▶ **DESCRIPTION OF THE TASK**
Tally the lines of the listing that contain the word "credential", then give the total and nothing else.

▶ **GIVEN DATA**
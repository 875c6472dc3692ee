// SPDX-License-Identifier: MIT
// Copyright 2026 Roland Dreier <roland@rolandd.dev>

//! Derived statistics: per-user point tallies, leaderboard rows and quotas.
//!
//! Nothing here is persisted. Tallies are recomputed from the workout
//! collection on every request.

use serde::Serialize;
#[cfg(feature = "binding-generation")]
use ts_rs::TS;

use crate::models::{User, UserProfile, Workout};

/// Running totals for one user.
#[derive(Debug, Clone, Copy, Default, PartialEq)]
pub struct PointsTally {
    /// Sum of workout points
    pub total_points: f64,
    /// Number of workouts
    pub workout_count: u32,
}

impl PointsTally {
    pub fn add(&mut self, workout: &Workout) {
        self.total_points += workout.points;
        self.workout_count += 1;
    }
}

/// One leaderboard row.
#[derive(Debug, Clone, Serialize)]
#[cfg_attr(feature = "binding-generation", derive(TS))]
#[cfg_attr(
    feature = "binding-generation",
    ts(export, export_to = "web/src/lib/generated/")
)]
#[serde(rename_all = "camelCase")]
pub struct LeaderboardEntry {
    /// 1-based position
    pub rank: u32,
    pub user: UserProfile,
    pub total_points: f64,
    pub workout_count: u32,
    /// `total_points` relative to the leader, for bar widths
    pub ratio: f64,
}

impl LeaderboardEntry {
    pub fn new(rank: u32, user: &User, tally: PointsTally, baseline: f64) -> Self {
        Self {
            rank,
            user: UserProfile::from(user),
            total_points: tally.total_points,
            workout_count: tally.workout_count,
            ratio: tally.total_points / baseline,
        }
    }
}

/// How many workouts a user has left today.
#[derive(Debug, Clone, Copy, PartialEq, Eq, Serialize)]
#[cfg_attr(feature = "binding-generation", derive(TS))]
#[cfg_attr(
    feature = "binding-generation",
    ts(export, export_to = "web/src/lib/generated/")
)]
#[serde(rename_all = "camelCase")]
pub struct DailyQuota {
    pub used: u32,
    pub limit: u32,
    pub remaining: u32,
    pub can_add: bool,
}

impl DailyQuota {
    pub fn new(used: usize, limit: usize) -> Self {
        let used = used as u32;
        let limit = limit as u32;
        Self {
            used,
            limit,
            remaining: limit.saturating_sub(used),
            can_add: used < limit,
        }
    }
}
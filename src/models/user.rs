// SPDX-License-Identifier: MIT
// Copyright 2026 Roland Dreier <roland@rolandd.dev>

//! User model for storage and API.

use serde::{Deserialize, Serialize};

/// Password accepted for users that have none stored.
pub const DEFAULT_PASSWORD: &str = "123";

/// Squad member stored under the users key.
#[derive(Debug, Clone, PartialEq, Serialize, Deserialize)]
#[serde(rename_all = "camelCase")]
pub struct User {
    /// Unique identifier
    pub id: String,
    /// Login name (unique)
    pub username: String,
    /// Plaintext credential; absent means [`DEFAULT_PASSWORD`]
    #[serde(default, skip_serializing_if = "Option::is_none")]
    pub password: Option<String>,
    /// Display name
    pub name: String,
    /// Whether the user may use admin operations
    pub is_admin: bool,
    /// Avatar image URL
    pub avatar: String,
}

impl User {
    /// The password this user logs in with.
    pub fn effective_password(&self) -> &str {
        match self.password.as_deref() {
            Some(p) if !p.is_empty() => p,
            _ => DEFAULT_PASSWORD,
        }
    }
}

/// Avatar URL derived from a seed string.
pub fn avatar_url(seed: &str) -> String {
    format!("https://picsum.photos/seed/{}/200", seed)
}

/// Public view of a user (no credential).
#[derive(Debug, Clone, Serialize)]
#[cfg_attr(feature = "binding-generation", derive(ts_rs::TS))]
#[cfg_attr(
    feature = "binding-generation",
    ts(export, export_to = "web/src/lib/generated/")
)]
#[serde(rename_all = "camelCase")]
pub struct UserProfile {
    pub id: String,
    pub username: String,
    pub name: String,
    pub is_admin: bool,
    pub avatar: String,
}

impl From<&User> for UserProfile {
    fn from(user: &User) -> Self {
        Self {
            id: user.id.clone(),
            username: user.username.clone(),
            name: user.name.clone(),
            is_admin: user.is_admin,
            avatar: user.avatar.clone(),
        }
    }
}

▶ **TASK RESPONSE**
2